Work task =>
Give back every entry in full, exactly as it reads.

--- Data for this exercise ---

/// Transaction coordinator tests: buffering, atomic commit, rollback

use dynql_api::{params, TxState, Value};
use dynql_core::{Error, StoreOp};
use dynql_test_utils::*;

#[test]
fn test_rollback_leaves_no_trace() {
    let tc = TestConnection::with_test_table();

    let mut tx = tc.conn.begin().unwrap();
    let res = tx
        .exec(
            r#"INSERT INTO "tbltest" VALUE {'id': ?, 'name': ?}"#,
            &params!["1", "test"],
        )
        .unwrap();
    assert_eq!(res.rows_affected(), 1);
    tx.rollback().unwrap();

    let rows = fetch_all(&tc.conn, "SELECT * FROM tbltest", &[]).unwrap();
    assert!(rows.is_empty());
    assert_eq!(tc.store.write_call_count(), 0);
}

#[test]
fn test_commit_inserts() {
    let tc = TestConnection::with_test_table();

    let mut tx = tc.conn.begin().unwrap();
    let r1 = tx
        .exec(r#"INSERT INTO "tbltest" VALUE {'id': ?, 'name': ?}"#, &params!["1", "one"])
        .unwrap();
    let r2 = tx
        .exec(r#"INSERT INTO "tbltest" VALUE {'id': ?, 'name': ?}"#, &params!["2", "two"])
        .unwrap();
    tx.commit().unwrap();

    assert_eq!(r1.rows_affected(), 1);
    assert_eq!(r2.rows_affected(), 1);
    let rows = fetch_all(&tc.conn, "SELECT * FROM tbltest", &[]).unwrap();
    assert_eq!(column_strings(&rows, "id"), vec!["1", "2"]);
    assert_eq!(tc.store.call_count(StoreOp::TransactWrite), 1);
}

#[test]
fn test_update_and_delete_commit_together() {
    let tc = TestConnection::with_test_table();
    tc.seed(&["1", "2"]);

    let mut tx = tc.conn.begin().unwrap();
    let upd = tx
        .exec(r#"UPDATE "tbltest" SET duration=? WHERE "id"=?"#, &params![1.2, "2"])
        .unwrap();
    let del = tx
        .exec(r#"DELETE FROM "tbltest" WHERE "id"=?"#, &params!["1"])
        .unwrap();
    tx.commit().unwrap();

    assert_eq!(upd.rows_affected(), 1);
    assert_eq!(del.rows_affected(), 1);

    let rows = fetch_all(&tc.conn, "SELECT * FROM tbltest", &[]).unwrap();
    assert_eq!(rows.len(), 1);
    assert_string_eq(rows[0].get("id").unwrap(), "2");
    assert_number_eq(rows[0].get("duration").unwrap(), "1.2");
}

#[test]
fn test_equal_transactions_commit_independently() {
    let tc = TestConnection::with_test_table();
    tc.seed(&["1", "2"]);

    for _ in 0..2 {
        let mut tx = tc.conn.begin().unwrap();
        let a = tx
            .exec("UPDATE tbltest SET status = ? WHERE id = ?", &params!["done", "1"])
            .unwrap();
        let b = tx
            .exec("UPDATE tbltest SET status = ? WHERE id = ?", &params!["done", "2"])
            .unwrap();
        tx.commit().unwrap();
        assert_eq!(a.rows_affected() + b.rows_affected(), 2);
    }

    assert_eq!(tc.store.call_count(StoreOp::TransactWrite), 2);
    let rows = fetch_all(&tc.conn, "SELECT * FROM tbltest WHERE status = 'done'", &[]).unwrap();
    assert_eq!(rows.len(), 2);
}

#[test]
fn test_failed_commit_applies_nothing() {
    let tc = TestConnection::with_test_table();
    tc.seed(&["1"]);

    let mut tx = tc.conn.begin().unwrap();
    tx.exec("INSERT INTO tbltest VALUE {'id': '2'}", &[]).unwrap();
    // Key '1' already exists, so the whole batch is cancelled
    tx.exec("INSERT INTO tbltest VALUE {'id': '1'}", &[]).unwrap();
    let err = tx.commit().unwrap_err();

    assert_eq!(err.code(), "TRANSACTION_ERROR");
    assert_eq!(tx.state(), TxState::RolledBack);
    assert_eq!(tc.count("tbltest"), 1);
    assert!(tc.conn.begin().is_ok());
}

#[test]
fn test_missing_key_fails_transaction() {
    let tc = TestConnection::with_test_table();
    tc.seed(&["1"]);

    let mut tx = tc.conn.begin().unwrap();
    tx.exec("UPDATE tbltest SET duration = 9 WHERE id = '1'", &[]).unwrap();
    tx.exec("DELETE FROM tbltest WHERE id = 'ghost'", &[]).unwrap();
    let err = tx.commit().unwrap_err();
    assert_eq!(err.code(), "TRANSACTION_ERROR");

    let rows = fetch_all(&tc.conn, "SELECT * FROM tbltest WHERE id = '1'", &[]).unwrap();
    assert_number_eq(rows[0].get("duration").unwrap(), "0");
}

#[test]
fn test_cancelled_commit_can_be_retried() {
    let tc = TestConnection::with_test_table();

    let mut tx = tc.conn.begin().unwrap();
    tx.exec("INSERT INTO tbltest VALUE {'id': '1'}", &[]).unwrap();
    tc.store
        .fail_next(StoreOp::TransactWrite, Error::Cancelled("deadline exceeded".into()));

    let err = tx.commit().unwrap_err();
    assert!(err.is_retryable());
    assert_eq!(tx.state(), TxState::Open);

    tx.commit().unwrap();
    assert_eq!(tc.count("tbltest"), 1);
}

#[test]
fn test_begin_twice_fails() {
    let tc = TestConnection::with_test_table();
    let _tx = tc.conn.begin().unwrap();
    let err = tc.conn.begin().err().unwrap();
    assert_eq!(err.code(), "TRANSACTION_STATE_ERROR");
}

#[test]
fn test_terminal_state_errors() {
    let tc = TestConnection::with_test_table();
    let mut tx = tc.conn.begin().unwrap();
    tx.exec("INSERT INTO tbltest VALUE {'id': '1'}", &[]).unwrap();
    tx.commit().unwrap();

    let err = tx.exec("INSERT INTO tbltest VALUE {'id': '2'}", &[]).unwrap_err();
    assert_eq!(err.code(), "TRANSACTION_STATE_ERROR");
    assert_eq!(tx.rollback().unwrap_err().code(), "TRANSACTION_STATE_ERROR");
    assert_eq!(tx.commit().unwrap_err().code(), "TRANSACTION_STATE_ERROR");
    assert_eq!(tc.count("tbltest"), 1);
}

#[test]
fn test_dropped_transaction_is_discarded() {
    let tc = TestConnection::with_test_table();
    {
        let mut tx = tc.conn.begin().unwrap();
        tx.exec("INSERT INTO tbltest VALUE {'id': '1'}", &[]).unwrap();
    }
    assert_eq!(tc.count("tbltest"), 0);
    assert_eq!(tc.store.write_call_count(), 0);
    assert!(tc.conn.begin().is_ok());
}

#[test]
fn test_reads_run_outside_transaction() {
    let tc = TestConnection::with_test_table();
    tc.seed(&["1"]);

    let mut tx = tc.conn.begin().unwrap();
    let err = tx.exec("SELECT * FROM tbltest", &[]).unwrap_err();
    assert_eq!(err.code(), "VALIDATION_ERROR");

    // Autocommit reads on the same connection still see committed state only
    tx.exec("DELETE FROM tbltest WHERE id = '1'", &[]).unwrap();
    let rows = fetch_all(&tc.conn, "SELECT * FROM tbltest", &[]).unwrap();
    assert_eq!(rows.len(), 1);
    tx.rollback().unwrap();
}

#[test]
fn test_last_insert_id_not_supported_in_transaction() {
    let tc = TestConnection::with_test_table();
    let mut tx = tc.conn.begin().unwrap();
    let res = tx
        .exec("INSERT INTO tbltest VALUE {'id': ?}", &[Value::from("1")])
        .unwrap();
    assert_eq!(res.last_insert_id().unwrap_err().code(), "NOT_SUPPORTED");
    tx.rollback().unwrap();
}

---

Written solution =>
/// Transaction coordinator tests: buffering, atomic commit, rollback

use dynql_api::{params, TxState, Value};
use dynql_core::{Error, StoreOp};
use dynql_test_utils::*;

#[test]
fn test_rollback_leaves_no_trace() {
    let tc = TestConnection::with_test_table();

    let mut tx = tc.conn.begin().unwrap();
    let res = tx
        .exec(
            r#"INSERT INTO "tbltest" VALUE {'id': ?, 'name': ?}"#,
            &params!["1", "test"],
        )
        .unwrap();
    assert_eq!(res.rows_affected(), 1);
    tx.rollback().unwrap();

    let rows = fetch_all(&tc.conn, "SELECT * FROM tbltest", &[]).unwrap();
    assert!(rows.is_empty());
    assert_eq!(tc.store.write_call_count(), 0);
}

#[test]
fn test_commit_inserts() {
    let tc = TestConnection::with_test_table();

    let mut tx = tc.conn.begin().unwrap();
    let r1 = tx
        .exec(r#"INSERT INTO "tbltest" VALUE {'id': ?, 'name': ?}"#, &params!["1", "one"])
        .unwrap();
    let r2 = tx
        .exec(r#"INSERT INTO "tbltest" VALUE {'id': ?, 'name': ?}"#, &params!["2", "two"])
        .unwrap();
    tx.commit().unwrap();

    assert_eq!(r1.rows_affected(), 1);
    assert_eq!(r2.rows_affected(), 1);
    let rows = fetch_all(&tc.conn, "SELECT * FROM tbltest", &[]).unwrap();
    assert_eq!(column_strings(&rows, "id"), vec!["1", "2"]);
    assert_eq!(tc.store.call_count(StoreOp::TransactWrite), 1);
}

#[test]
fn test_update_and_delete_commit_together() {
    let tc = TestConnection::with_test_table();
    tc.seed(&["1", "2"]);

    let mut tx = tc.conn.begin().unwrap();
    let upd = tx
        .exec(r#"UPDATE "tbltest" SET duration=? WHERE "id"=?"#, &params![1.2, "2"])
        .unwrap();
    let del = tx
        .exec(r#"DELETE FROM "tbltest" WHERE "id"=?"#, &params!["1"])
        .unwrap();
    tx.commit().unwrap();

    assert_eq!(upd.rows_affected(), 1);
    assert_eq!(del.rows_affected(), 1);

    let rows = fetch_all(&tc.conn, "SELECT * FROM tbltest", &[]).unwrap();
    assert_eq!(rows.len(), 1);
    assert_string_eq(rows[0].get("id").unwrap(), "2");
    assert_number_eq(rows[0].get("duration").unwrap(), "1.2");
}

#[test]
fn test_equal_transactions_commit_independently() {
    let tc = TestConnection::with_test_table();
    tc.seed(&["1", "2"]);

    for _ in 0..2 {
        let mut tx = tc.conn.begin().unwrap();
        let a = tx
            .exec("UPDATE tbltest SET status = ? WHERE id = ?", &params!["done", "1"])
            .unwrap();
        let b = tx
            .exec("UPDATE tbltest SET status = ? WHERE id = ?", &params!["done", "2"])
            .unwrap();
        tx.commit().unwrap();
        assert_eq!(a.rows_affected() + b.rows_affected(), 2);
    }

    assert_eq!(tc.store.call_count(StoreOp::TransactWrite), 2);
    let rows = fetch_all(&tc.conn, "SELECT * FROM tbltest WHERE status = 'done'", &[]).unwrap();
    assert_eq!(rows.len(), 2);
}

#[test]
fn test_failed_commit_applies_nothing() {
    let tc = TestConnection::with_test_table();
    tc.seed(&["1"]);

    let mut tx = tc.conn.begin().unwrap();
    tx.exec("INSERT INTO tbltest VALUE {'id': '2'}", &[]).unwrap();
    // Key '1' already exists, so the whole batch is cancelled
    tx.exec("INSERT INTO tbltest VALUE {'id': '1'}", &[]).unwrap();
    let err = tx.commit().unwrap_err();

    assert_eq!(err.code(), "TRANSACTION_ERROR");
    assert_eq!(tx.state(), TxState::RolledBack);
    assert_eq!(tc.count("tbltest"), 1);
    assert!(tc.conn.begin().is_ok());
}

#[test]
fn test_missing_key_fails_transaction() {
    let tc = TestConnection::with_test_table();
    tc.seed(&["1"]);

    let mut tx = tc.conn.begin().unwrap();
    tx.exec("UPDATE tbltest SET duration = 9 WHERE id = '1'", &[]).unwrap();
    tx.exec("DELETE FROM tbltest WHERE id = 'ghost'", &[]).unwrap();
    let err = tx.commit().unwrap_err();
    assert_eq!(err.code(), "TRANSACTION_ERROR");

    let rows = fetch_all(&tc.conn, "SELECT * FROM tbltest WHERE id = '1'", &[]).unwrap();
    assert_number_eq(rows[0].get("duration").unwrap(), "0");
}

#[test]
fn test_cancelled_commit_can_be_retried() {
    let tc = TestConnection::with_test_table();

    let mut tx = tc.conn.begin().unwrap();
    tx.exec("INSERT INTO tbltest VALUE {'id': '1'}", &[]).unwrap();
    tc.store
        .fail_next(StoreOp::TransactWrite, Error::Cancelled("deadline exceeded".into()));

    let err = tx.commit().unwrap_err();
    assert!(err.is_retryable());
    assert_eq!(tx.state(), TxState::Open);

    tx.commit().unwrap();
    assert_eq!(tc.count("tbltest"), 1);
}

#[test]
fn test_begin_twice_fails() {
    let tc = TestConnection::with_test_table();
    let _tx = tc.conn.begin().unwrap();
    let err = tc.conn.begin().err().unwrap();
    assert_eq!(err.code(), "TRANSACTION_STATE_ERROR");
}

#[test]
fn test_terminal_state_errors() {
    let tc = TestConnection::with_test_table();
    let mut tx = tc.conn.begin().unwrap();
    tx.exec("INSERT INTO tbltest VALUE {'id': '1'}", &[]).unwrap();
    tx.commit().unwrap();

    let err = tx.exec("INSERT INTO tbltest VALUE {'id': '2'}", &[]).unwrap_err();
    assert_eq!(err.code(), "TRANSACTION_STATE_ERROR");
    assert_eq!(tx.rollback().unwrap_err().code(), "TRANSACTION_STATE_ERROR");
    assert_eq!(tx.commit().unwrap_err().code(), "TRANSACTION_STATE_ERROR");
    assert_eq!(tc.count("tbltest"), 1);
}

#[test]
fn test_dropped_transaction_is_discarded() {
    let tc = TestConnection::with_test_table();
    {
        let mut tx = tc.conn.begin().unwrap();
        tx.exec("INSERT INTO tbltest VALUE {'id': '1'}", &[]).unwrap();
    }
    assert_eq!(tc.count("tbltest"), 0);
    assert_eq!(tc.store.write_call_count(), 0);
    assert!(tc.conn.begin().is_ok());
}

#[test]
fn test_reads_run_outside_transaction() {
    let tc = TestConnection::with_test_table();
    tc.seed(&["1"]);

    let mut tx = tc.conn.begin().unwrap();
    let err = tx.exec("SELECT * FROM tbltest", &[]).unwrap_err();
    assert_eq!(err.code(), "VALIDATION_ERROR");

    // Autocommit reads on the same connection still see committed state only
    tx.exec("DELETE FROM tbltest WHERE id = '1'", &[]).unwrap();
    let rows = fetch_all(&tc.conn, "SELECT * FROM tbltest", &[]).unwrap();
    assert_eq!(rows.len(), 1);
    tx.rollback().unwrap();
}

#[test]
fn test_last_insert_id_not_supported_in_transaction() {
    let tc = TestConnection::with_test_table();
    let mut tx = tc.conn.begin().unwrap();
    let res = tx
        .exec("INSERT INTO tbltest VALUE {'id': ?}", &[Value::from("1")])
        .unwrap();
    assert_eq!(res.last_insert_id().unwrap_err().code(), "NOT_SUPPORTED");
    tx.rollback().unwrap();
}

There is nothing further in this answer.